§ What needs to be done
Copy each line of the following data that contains "ConnectionView".

═════ Records to process

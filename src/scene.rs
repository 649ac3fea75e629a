//! Render-ready snapshots of the canvas and Slint model syncing.
//!
//! The controller never draws. [`CanvasController::snapshot`] resolves all
//! positions, selection flags and colours into plain values that a renderer
//! reads once per frame. [`SceneModels`] pushes those values into Slint
//! `VecModel`s.
//!
//! # Example
//!
//! ```ignore
//! let models = SceneModels::new()
//!     .bind_nodes(node_model.clone(), |node, view| NodeData {
//!         id: node.id.0,
//!         title: node.title.clone().into(),
//!         x: view.to_screen(node.position).x,
//!         y: view.to_screen(node.position).y,
//!         selected: node.selected,
//!     })
//!     .bind_connections(link_model.clone(), |link, view| LinkData {
//!         path: link.screen_path(view).into(),
//!         color: link.color,
//!     });
//!
//! // After every handled event that asked for a redraw
//! models.sync(&ctrl.snapshot());
//! ```

use crate::controller::{CanvasController, DragFeedback};
use crate::grid::generate_grid_commands;
use crate::node::{ConnectionId, Direction, NodeId, NodeKind, SocketId, TITLE_BAND_HEIGHT};
use crate::path::generate_bezier_path;
use crate::viewport::{Point, Rect, ViewTransform};
use slint::{Color, Model, VecModel};
use std::rc::Rc;

/// Colours used for the scene.
#[derive(Debug, Clone, PartialEq)]
pub struct Palette {
    pub canvas_background: Color,
    pub grid: Color,
    pub node_background: Color,
    pub node_background_selected: Color,
    pub node_border: Color,
    pub node_border_selected: Color,
    pub node_title: Color,
    pub node_title_selected: Color,
    pub text: Color,
    pub socket_unconnected: Color,
    pub socket_input_connected: Color,
    pub socket_output_connected: Color,
    pub socket_border: Color,
    pub connection: Color,
    pub connection_selected: Color,
    pub connection_pending: Color,
}

impl Default for Palette {
    fn default() -> Self {
        Self {
            canvas_background: Color::from_rgb_u8(35, 35, 35),
            grid: Color::from_argb_u8(150, 60, 60, 60),
            node_background: Color::from_rgb_u8(250, 250, 250),
            node_background_selected: Color::from_rgb_u8(255, 240, 240),
            node_border: Color::from_rgb_u8(200, 200, 200),
            node_border_selected: Color::from_rgb_u8(255, 0, 0),
            node_title: Color::from_rgb_u8(240, 240, 240),
            node_title_selected: Color::from_rgb_u8(255, 100, 100),
            text: Color::from_rgb_u8(60, 60, 60),
            socket_unconnected: Color::from_rgb_u8(100, 100, 100),
            socket_input_connected: Color::from_rgb_u8(255, 255, 100),
            socket_output_connected: Color::from_rgb_u8(150, 255, 150),
            socket_border: Color::from_rgb_u8(180, 180, 180),
            connection: Color::from_rgb_u8(200, 200, 200),
            connection_selected: Color::from_rgb_u8(255, 255, 100),
            connection_pending: Color::from_rgb_u8(200, 200, 200),
        }
    }
}

impl Palette {
    fn socket_color(&self, direction: Direction, connected: bool) -> Color {
        match (direction, connected) {
            (_, false) => self.socket_unconnected,
            (Direction::Input, true) => self.socket_input_connected,
            (Direction::Output, true) => self.socket_output_connected,
        }
    }
}

/// A socket as drawn.
#[derive(Debug, Clone, PartialEq)]
pub struct SocketView {
    pub id: SocketId,
    pub direction: Direction,
    pub label: String,
    /// Centre in world space.
    pub position: Point,
    pub connected: bool,
    pub color: Color,
}

/// A node as drawn.
#[derive(Debug, Clone, PartialEq)]
pub struct NodeView {
    pub id: NodeId,
    pub kind: NodeKind,
    pub title: String,
    /// Top-left corner in world space.
    pub position: Point,
    pub width: f32,
    pub height: f32,
    /// Height of the title band at the top of the body.
    pub title_height: f32,
    pub selected: bool,
    pub background: Color,
    pub border: Color,
    pub title_background: Color,
    pub sockets: Vec<SocketView>,
}

impl NodeView {
    pub fn rect(&self) -> Rect {
        Rect::new(self.position.x, self.position.y, self.width, self.height)
    }

    /// Body rectangle in screen space.
    pub fn screen_rect(&self, view: &ViewTransform) -> Rect {
        let top_left = view.to_screen(self.position);
        Rect::new(
            top_left.x,
            top_left.y,
            self.width * view.zoom(),
            self.height * view.zoom(),
        )
    }
}

/// A connection as drawn, completed or pending.
#[derive(Debug, Clone, PartialEq)]
pub struct ConnectionView {
    /// `None` for the connection being dragged.
    pub id: Option<ConnectionId>,
    /// World-space start (output end, or the drag source when pending).
    pub start: Point,
    /// World-space end (input end, or the free end when pending).
    pub end: Point,
    pub selected: bool,
    pub pending: bool,
    pub color: Color,
}

impl ConnectionView {
    /// SVG path in world space.
    pub fn world_path(&self) -> String {
        generate_bezier_path(self.start, self.end)
    }

    /// SVG path in screen space, for a Slint `Path` drawn over the canvas.
    pub fn screen_path(&self, view: &ViewTransform) -> String {
        generate_bezier_path(view.to_screen(self.start), view.to_screen(self.end))
    }
}

/// Everything a renderer needs for one frame.
#[derive(Debug, Clone, PartialEq)]
pub struct SceneSnapshot {
    /// Nodes bottom to top.
    pub nodes: Vec<NodeView>,
    /// Completed connections, then the pending one if any.
    pub connections: Vec<ConnectionView>,
    pub view: ViewTransform,
    pub grid_visible: bool,
    pub grid_spacing: f32,
    /// Rubber band in world space.
    pub selection_box: Option<Rect>,
    pub drag_feedback: Option<DragFeedback>,
}

impl SceneSnapshot {
    /// Grid path commands for a canvas of the given size, empty when hidden.
    pub fn grid_commands(&self, width: f32, height: f32) -> String {
        if !self.grid_visible {
            return String::new();
        }
        generate_grid_commands(width, height, &self.view, self.grid_spacing)
    }

    pub fn node(&self, id: NodeId) -> Option<&NodeView> {
        self.nodes.iter().find(|n| n.id == id)
    }

    pub fn pending_connection(&self) -> Option<&ConnectionView> {
        self.connections.iter().find(|c| c.pending)
    }
}

impl CanvasController {
    /// Snapshot with the default palette.
    pub fn snapshot(&self) -> SceneSnapshot {
        self.snapshot_with(&Palette::default())
    }

    pub fn snapshot_with(&self, palette: &Palette) -> SceneSnapshot {
        let graph = self.graph();

        let nodes = graph
            .nodes()
            .map(|node| {
                let selected = self.is_node_selected(node.id);
                let sockets = node
                    .sockets()
                    .filter_map(|id| graph.socket(id))
                    .map(|socket| SocketView {
                        id: socket.id,
                        direction: socket.direction,
                        label: socket.label.clone(),
                        position: node.socket_position(socket.direction, socket.ordinal),
                        connected: socket.is_connected(),
                        color: palette.socket_color(socket.direction, socket.is_connected()),
                    })
                    .collect();
                NodeView {
                    id: node.id,
                    kind: node.kind,
                    title: node.title.clone(),
                    position: node.position,
                    width: node.width,
                    height: node.height,
                    title_height: TITLE_BAND_HEIGHT,
                    selected,
                    background: if selected {
                        palette.node_background_selected
                    } else {
                        palette.node_background
                    },
                    border: if selected {
                        palette.node_border_selected
                    } else {
                        palette.node_border
                    },
                    title_background: if selected {
                        palette.node_title_selected
                    } else {
                        palette.node_title
                    },
                    sockets,
                }
            })
            .collect();

        let mut connections: Vec<ConnectionView> = graph
            .connections()
            .filter_map(|c| {
                let (start, end) = graph.connection_endpoints(c.id)?;
                let selected = self.is_connection_selected(c.id);
                Some(ConnectionView {
                    id: Some(c.id),
                    start,
                    end,
                    selected,
                    pending: false,
                    color: if selected {
                        palette.connection_selected
                    } else {
                        palette.connection
                    },
                })
            })
            .collect();

        if let Some(pending) = self.pending_connection() {
            if let Some(anchor) = graph.socket_position(pending.source()) {
                // Draw output-to-input so the curve bends the right way
                let from_input = graph
                    .socket(pending.source())
                    .map_or(false, |s| s.direction == Direction::Input);
                let (start, end) = if from_input {
                    (pending.free_end(), anchor)
                } else {
                    (anchor, pending.free_end())
                };
                connections.push(ConnectionView {
                    id: None,
                    start,
                    end,
                    selected: false,
                    pending: true,
                    color: palette.connection_pending,
                });
            }
        }

        SceneSnapshot {
            nodes,
            connections,
            view: *self.view(),
            grid_visible: self.grid_visible(),
            grid_spacing: self.config().grid_spacing,
            selection_box: self.selection_box(),
            drag_feedback: self.drag_feedback(),
        }
    }
}

/// Internal trait for syncing snapshot rows into a Slint model.
trait ModelSyncer<V> {
    fn sync(&self, rows: &[V], view: &ViewTransform);
}

/// Concrete implementation of ModelSyncer for a specific row type.
struct ConcreteModelSyncer<P, F> {
    model: Rc<VecModel<P>>,
    constructor: F,
}

impl<V, P, F> ModelSyncer<V> for ConcreteModelSyncer<P, F>
where
    P: Clone + 'static,
    F: Fn(&V, &ViewTransform) -> P,
{
    fn sync(&self, rows: &[V], view: &ViewTransform) {
        // Update existing rows or add new ones
        for (i, row) in rows.iter().enumerate() {
            let item = (self.constructor)(row, view);
            if i < self.model.row_count() {
                self.model.set_row_data(i, item);
            } else {
                self.model.push(item);
            }
        }
        // Remove excess rows
        while self.model.row_count() > rows.len() {
            self.model.remove(self.model.row_count() - 1);
        }
    }
}

/// Slint models kept in step with snapshots.
///
/// Bind each model once with a row constructor, then call
/// [`sync`](Self::sync) with every new snapshot. Rows are updated in place
/// and excess rows removed.
#[derive(Default)]
pub struct SceneModels {
    nodes: Option<Box<dyn ModelSyncer<NodeView>>>,
    connections: Option<Box<dyn ModelSyncer<ConnectionView>>>,
}

impl SceneModels {
    pub fn new() -> Self {
        Self::default()
    }

    /// Bind the node model.
    pub fn bind_nodes<P, F>(mut self, model: Rc<VecModel<P>>, constructor: F) -> Self
    where
        P: Clone + 'static,
        F: Fn(&NodeView, &ViewTransform) -> P + 'static,
    {
        self.nodes = Some(Box::new(ConcreteModelSyncer { model, constructor }));
        self
    }

    /// Bind the connection model. The pending connection is included.
    pub fn bind_connections<P, F>(mut self, model: Rc<VecModel<P>>, constructor: F) -> Self
    where
        P: Clone + 'static,
        F: Fn(&ConnectionView, &ViewTransform) -> P + 'static,
    {
        self.connections = Some(Box::new(ConcreteModelSyncer { model, constructor }));
        self
    }

    pub fn sync(&self, snapshot: &SceneSnapshot) {
        if let Some(nodes) = &self.nodes {
            nodes.sync(&snapshot.nodes, &snapshot.view);
        }
        if let Some(connections) = &self.connections {
            connections.sync(&snapshot.connections, &snapshot.view);
        }
    }
}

══════════

§ Exercise answer
pub struct ConnectionView {
impl ConnectionView {
    pub connections: Vec<ConnectionView>,
    pub fn pending_connection(&self) -> Option<&ConnectionView> {
        let mut connections: Vec<ConnectionView> = graph
                Some(ConnectionView {
                connections.push(ConnectionView {
    connections: Option<Box<dyn ModelSyncer<ConnectionView>>>,
        F: Fn(&ConnectionView, &ViewTransform) -> P + 'static,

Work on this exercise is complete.